What Can Be Done to Close the Mental Health Gap in HIV Care?

Quick answer: Routine screening, integrated psychosocial support, stigma reduction and access to evidence-based treatments can substantially improve outcomes for people living with HIV.

Closing the mental health gap starts with systematic screening. Tools such as the PHQ-9 for depression, GAD-7 for anxiety and DASS-21 for combined symptom assessment are brief, validated and feasible in busy ART clinics. When screening identifies concerns, clear referral pathways to counselling, group-based cognitive behavioural therapy, or pharmacotherapy where appropriate are essential.

Community-level interventions matter equally. Peer support groups, anti-stigma campaigns and socioeconomic support programmes address the upstream causes of distress. For clinicians, awareness of drug interactions between antidepressants and antiretrovirals, particularly via cytochrome P450 pathways, is important when initiating pharmacological treatment. Global guidance from WHO continues to recommend integrated, person-centred HIV care that addresses mental, sexual and physical health together.

Frequently Asked Questions

Yes. Multiple studies and WHO reports indicate that depression and anxiety disorders occur at substantially higher rates among people living with HIV compared with the general population, driven by biological, psychological and social factors.

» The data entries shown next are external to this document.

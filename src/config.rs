use serde::Deserialize;
use std::fs;
use std::io;
use std::path::Path;

use crate::error::{Error, Result};
use crate::table::RaggedRows;

static DEFAULT_CONFIG: &str = include_str!("default_config.toml");

#[derive(Debug, Clone, PartialEq, Deserialize, Default)]
#[serde(default)]
pub struct Config {
    pub links: LinksConfig,
    pub code: CodeConfig,
    pub blocks: BlocksConfig,
    pub table: TableConfig,
    pub list: ListConfig,
}

#[derive(Debug, Clone, PartialEq, Deserialize)]
#[serde(default)]
pub struct LinksConfig {
    /// Open links in a new browsing context
    pub new_tab: bool,
    pub rel: String,
}

impl Default for LinksConfig {
    fn default() -> Self {
        Self {
            new_tab: true,
            rel: "noopener noreferrer".to_string(),
        }
    }
}

#[derive(Debug, Clone, PartialEq, Deserialize)]
#[serde(default)]
pub struct CodeConfig {
    /// Show the fence language as a label above the block
    pub show_language: bool,
}

impl Default for CodeConfig {
    fn default() -> Self {
        Self {
            show_language: true,
        }
    }
}

#[derive(Debug, Clone, PartialEq, Deserialize)]
#[serde(default)]
pub struct BlocksConfig {
    pub render_spacers: bool,
}

impl Default for BlocksConfig {
    fn default() -> Self {
        Self {
            render_spacers: true,
        }
    }
}

#[derive(Debug, Clone, PartialEq, Deserialize, Default)]
#[serde(default)]
pub struct TableConfig {
    pub ragged_rows: RaggedRows,
}

#[derive(Debug, Clone, PartialEq, Deserialize)]
#[serde(default)]
pub struct ListConfig {
    /// Left margin per indent character of a list item
    pub indent_rem: f32,
}

impl Default for ListConfig {
    fn default() -> Self {
        Self { indent_rem: 0.75 }
    }
}

impl Config {
    /// The configuration bundled with the crate.
    pub fn compiled_default() -> Self {
        // build.rs checks every section and key of the bundled file against this schema
        toml::from_str(DEFAULT_CONFIG).unwrap_or_default()
    }

    /// Read and parse a TOML config file.
    pub fn from_path(path: &Path) -> Result<Self> {
        let content = fs::read_to_string(path).map_err(|source| Error::Read {
            path: path.to_path_buf(),
            source,
        })?;
        toml::from_str(&content).map_err(|source| Error::Config {
            path: path.to_path_buf(),
            source,
        })
    }

    /// Load config from a TOML file, or return defaults if not found.
    pub fn load(path: &Path) -> Self {
        match Self::from_path(path) {
            Ok(config) => config,
            Err(Error::Read { source, .. }) if source.kind() == io::ErrorKind::NotFound => {
                Self::compiled_default()
            }
            Err(err) => {
                tracing::warn!(%err, "falling back to default config");
                Self::compiled_default()
            }
        }
    }
}
use crate::error::QueryBuildError;

#[derive(Debug, Clone, Copy, PartialEq, Eq)]
pub enum FilterOperator {
    Equals,
    Gt,
    Gte,
    Lt,
    Lte,
    Not,
    StartsWith,
    EndsWith,
    Contains,
    Range,
}

impl FilterOperator {
    pub fn as_str(self) -> &'static str {
        match self {
            FilterOperator::Equals => "equals",
            FilterOperator::Gt => "gt",
            FilterOperator::Gte => "gte",
            FilterOperator::Lt => "lt",
            FilterOperator::Lte => "lte",
            FilterOperator::Not => "not",
            FilterOperator::StartsWith => "startsWith",
            FilterOperator::EndsWith => "endsWith",
            FilterOperator::Contains => "contains",
            FilterOperator::Range => "range",
        }
    }
}

// Scan order matters: the first symbol present in the expression wins.
const MULTI_CHAR_OPERATORS: &[(&str, FilterOperator)] =
    &[(">=", FilterOperator::Gte), ("<=", FilterOperator::Lte)];

const SINGLE_CHAR_OPERATORS: &[(&str, FilterOperator)] = &[
    (">", FilterOperator::Gt),
    ("<", FilterOperator::Lt),
    ("!", FilterOperator::Not),
    ("^", FilterOperator::StartsWith),
    ("$", FilterOperator::EndsWith),
    ("~", FilterOperator::Contains),
];

const OPERATOR_SYMBOLS: &[char] = &[':', '>', '<', '!', '^', '$', '~'];

#[derive(Debug, Clone, PartialEq, Eq)]
pub struct ParsedFilter {
    pub field: String,
    pub operator: FilterOperator,
    pub value: String,
    pub is_null: bool,
    pub is_range: bool,
    pub range_start: Option<String>,
    pub range_end: Option<String>,
}

/// All filters that target one field path, in the order they appeared.
#[derive(Debug, Clone, PartialEq, Eq)]
pub struct FilterGroup {
    pub field: String,
    pub expressions: Vec<String>,
    pub filters: Vec<ParsedFilter>,
}

pub fn is_null_literal(value: &str) -> bool {
    value.eq_ignore_ascii_case("null") || value.eq_ignore_ascii_case("undefined")
}

fn is_plain_number(s: &str) -> bool {
    let (int_part, frac_part) = match s.split_once('.') {
        Some((i, f)) => (i, Some(f)),
        None => (s, None),
    };
    let digits = |p: &str| !p.is_empty() && p.chars().all(|c| c.is_ascii_digit());
    digits(int_part) && frac_part.map_or(true, digits)
}

fn parse_range(expr: &str) -> Option<ParsedFilter> {
    let (field, rest) = expr.split_once(':')?;
    if field.is_empty() || field.contains(OPERATOR_SYMBOLS) {
        return None;
    }
    let (start, end) = rest.split_once('-')?;
    if !is_plain_number(start) || !is_plain_number(end) {
        return None;
    }
    Some(ParsedFilter {
        field: field.trim().to_string(),
        operator: FilterOperator::Range,
        value: String::new(),
        is_null: false,
        is_range: true,
        range_start: Some(start.to_string()),
        range_end: Some(end.to_string()),
    })
}

fn invalid(expr: &str, reason: &str) -> QueryBuildError {
    QueryBuildError::InvalidFilterExpression {
        expression: expr.to_string(),
        reason: reason.to_string(),
    }
}

fn check_field_path(expr: &str, field: &str) -> Result<(), QueryBuildError> {
    if field.is_empty() {
        return Err(invalid(expr, "missing field name"));
    }
    if field.split('.').any(|segment| segment.trim().is_empty()) {
        return Err(invalid(expr, "empty segment in field path"));
    }
    Ok(())
}

/// Parses one `field<op>value` item of the filter DSL.
///
/// Supported syntax:
/// - `field:value`   exact match, `field:null` null check
/// - `field>value`, `field>=value`, `field<value`, `field<=value`
/// - `field!value`   not equals
/// - `field^value`, `field$value`, `field~value` starts/ends with, contains
/// - `field:100-500` inclusive numeric range
pub fn parse_filter_expression(expr: &str) -> Result<ParsedFilter, QueryBuildError> {
    if let Some(range) = parse_range(expr) {
        check_field_path(expr, &range.field)?;
        return Ok(range);
    }

    let (symbol, operator) = MULTI_CHAR_OPERATORS
        .iter()
        .chain(SINGLE_CHAR_OPERATORS)
        .find(|(symbol, _)| expr.contains(symbol))
        .copied()
        .unwrap_or((":", FilterOperator::Equals));
    let (field, value) = expr
        .split_once(symbol)
        .ok_or_else(|| invalid(expr, "missing operator"))?;

    let field = field.trim();
    check_field_path(expr, field)?;

    let value = value.trim();
    Ok(ParsedFilter {
        field: field.to_string(),
        operator,
        value: value.to_string(),
        is_null: is_null_literal(value),
        is_range: false,
        range_start: None,
        range_end: None,
    })
}

/// Splits the raw `filter` parameter into trimmed, non-empty items.
///
/// There is no escaping, so a value can never contain a comma.
pub fn split_filter_items(filter_param: &str) -> Vec<&str> {
    filter_param
        .split(',')
        .map(str::trim)
        .filter(|item| !item.is_empty())
        .collect()
}

/// Parses every item and groups them by field path, first-seen order.
pub fn group_filters(filter_param: &str) -> Result<Vec<FilterGroup>, QueryBuildError> {
    let mut groups: Vec<FilterGroup> = Vec::new();

    for item in split_filter_items(filter_param) {
        let parsed = parse_filter_expression(item)?;
        match groups.iter_mut().find(|g| g.field == parsed.field) {
            Some(group) => {
                group.expressions.push(item.to_string());
                group.filters.push(parsed);
            }
            None => groups.push(FilterGroup {
                field: parsed.field.clone(),
                expressions: vec![item.to_string()],
                filters: vec![parsed],
            }),
        }
    }

    Ok(groups)
}
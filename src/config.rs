use figment::{providers::Env, Figment};
use serde::Deserialize;
use std::net::SocketAddr;
use std::path::PathBuf;
use std::time::Duration;
use thiserror::Error;

const DEFAULT_BIND_ADDR: &str = "0.0.0.0:3000";
const DEFAULT_SCHEMA_PATH: &str = "schema/schema.json";
const DEFAULT_MAX_PAGE_LIMIT: u64 = 100;
const DEFAULT_DATASTORE_TIMEOUT_SECS: u64 = 30;

/// Environment variables the service reads.
const ENV_KEYS: [&str; 7] = [
    "BIND_ADDR",
    "SCHEMA_PATH",
    "DATASTORE_URL",
    "DATASTORE_TIMEOUT_SECS",
    "MAX_PAGE_LIMIT",
    "STRICT_BOOLEANS",
    "SORT_VALIDATION",
];

#[derive(Error, Debug)]
pub enum ConfigError {
    #[error("failed to read configuration: {0}")]
    Load(#[from] figment::Error),
    #[error("{key} has an invalid value \"{value}\": {reason}")]
    InvalidValue {
        key: &'static str,
        value: String,
        reason: &'static str,
    },
}

/// Env values arrive pre-parsed (`5` as a number, `true` as a bool); they are
/// read back as text so every key gets the same validation.
#[derive(Debug, Clone, Deserialize)]
#[serde(untagged)]
enum RawValue {
    Flag(bool),
    Int(i64),
    Float(f64),
    Text(String),
}

impl RawValue {
    fn into_text(self) -> String {
        match self {
            RawValue::Flag(b) => b.to_string(),
            RawValue::Int(n) => n.to_string(),
            RawValue::Float(f) => f.to_string(),
            RawValue::Text(s) => s,
        }
    }
}

/// Layered settings before validation; keys are the lowercased env names.
#[derive(Debug, Default, Deserialize)]
#[serde(default)]
struct RawConfig {
    bind_addr: Option<RawValue>,
    schema_path: Option<RawValue>,
    datastore_url: Option<RawValue>,
    datastore_timeout_secs: Option<RawValue>,
    max_page_limit: Option<RawValue>,
    strict_booleans: Option<RawValue>,
    sort_validation: Option<RawValue>,
}

/// Service settings, read from the environment (and `.env` via dotenv).
#[derive(Debug, Clone, PartialEq, Eq)]
pub struct Config {
    pub bind_addr: SocketAddr,
    pub schema_path: PathBuf,
    /// Without a data store only the planning endpoints can answer.
    pub datastore_url: Option<String>,
    pub datastore_timeout: Duration,
    pub max_page_limit: u64,
    pub strict_booleans: bool,
    pub strict_sort: bool,
}

impl Default for Config {
    fn default() -> Self {
        Self {
            bind_addr: SocketAddr::from(([0, 0, 0, 0], 3000)),
            schema_path: PathBuf::from(DEFAULT_SCHEMA_PATH),
            datastore_url: None,
            datastore_timeout: Duration::from_secs(DEFAULT_DATASTORE_TIMEOUT_SECS),
            max_page_limit: DEFAULT_MAX_PAGE_LIMIT,
            strict_booleans: false,
            strict_sort: false,
        }
    }
}

fn invalid(key: &'static str, value: &str, reason: &'static str) -> ConfigError {
    ConfigError::InvalidValue {
        key,
        value: value.to_string(),
        reason,
    }
}

fn parse_flag(key: &'static str, raw: &str) -> Result<bool, ConfigError> {
    match raw.to_ascii_lowercase().as_str() {
        "true" | "1" | "yes" | "on" => Ok(true),
        "false" | "0" | "no" | "off" => Ok(false),
        _ => Err(invalid(key, raw, "expected true or false")),
    }
}

/// Blank values count as unset.
fn text(value: Option<RawValue>) -> Option<String> {
    value
        .map(|v| v.into_text().trim().to_string())
        .filter(|v| !v.is_empty())
}

impl Config {
    pub fn from_env() -> Result<Self, ConfigError> {
        Self::from_figment(Figment::new().merge(Env::raw().only(&ENV_KEYS)))
    }

    /// Validates whatever the providers supplied; unset keys keep their defaults.
    pub fn from_figment(figment: Figment) -> Result<Self, ConfigError> {
        let raw: RawConfig = figment.extract()?;
        let mut config = Config::default();

        let bind = text(raw.bind_addr).unwrap_or_else(|| DEFAULT_BIND_ADDR.to_string());
        config.bind_addr = bind
            .parse()
            .map_err(|_| invalid("BIND_ADDR", &bind, "expected host:port"))?;

        if let Some(path) = text(raw.schema_path) {
            config.schema_path = PathBuf::from(path);
        }

        if let Some(url) = text(raw.datastore_url) {
            if !(url.starts_with("http://") || url.starts_with("https://")) {
                return Err(invalid("DATASTORE_URL", &url, "expected an http(s) URL"));
            }
            config.datastore_url = Some(url);
        }

        if let Some(raw) = text(raw.datastore_timeout_secs) {
            let secs: u64 = raw
                .parse()
                .map_err(|_| invalid("DATASTORE_TIMEOUT_SECS", &raw, "expected whole seconds"))?;
            config.datastore_timeout = Duration::from_secs(secs);
        }

        if let Some(raw) = text(raw.max_page_limit) {
            config.max_page_limit = match raw.parse::<u64>() {
                Ok(n) if n > 0 => n,
                _ => return Err(invalid("MAX_PAGE_LIMIT", &raw, "expected a positive integer")),
            };
        }

        if let Some(raw) = text(raw.strict_booleans) {
            config.strict_booleans = parse_flag("STRICT_BOOLEANS", &raw)?;
        }

        if let Some(raw) = text(raw.sort_validation) {
            config.strict_sort = match raw.to_ascii_lowercase().as_str() {
                "strict" => true,
                "off" | "none" => false,
                _ => return Err(invalid("SORT_VALIDATION", &raw, "expected strict or off")),
            };
        }

        Ok(config)
    }
}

Most people living with HIV can safely take antidepressants, but some antiretrovirals interact with SSRIs and other psychiatric medications via liver enzymes. A clinician experienced in HIV care should review all medications before starting treatment.

Evidence suggests that effective treatment of depression improves antiretroviral therapy adherence, retention in care and quality of life, which in turn supports viral suppression and long-term health.

References

  1. World Health Organization. Mental health and HIV/AIDS: Guidance and recommendations. WHO.
  2. UNAIDS. Global AIDS Update. Joint United Nations Programme on HIV/AIDS.
  3. Cureus. Depression, Anxiety and Stress Among People Living With HIV: A Cross-Sectional Study From Antiretroviral Therapy (ART) Centres in Western Rajasthan, India. 2026.
  4. World Health Organization. mhGAP Intervention Guide for mental, neurological and substance use disorders in non-specialized health settings.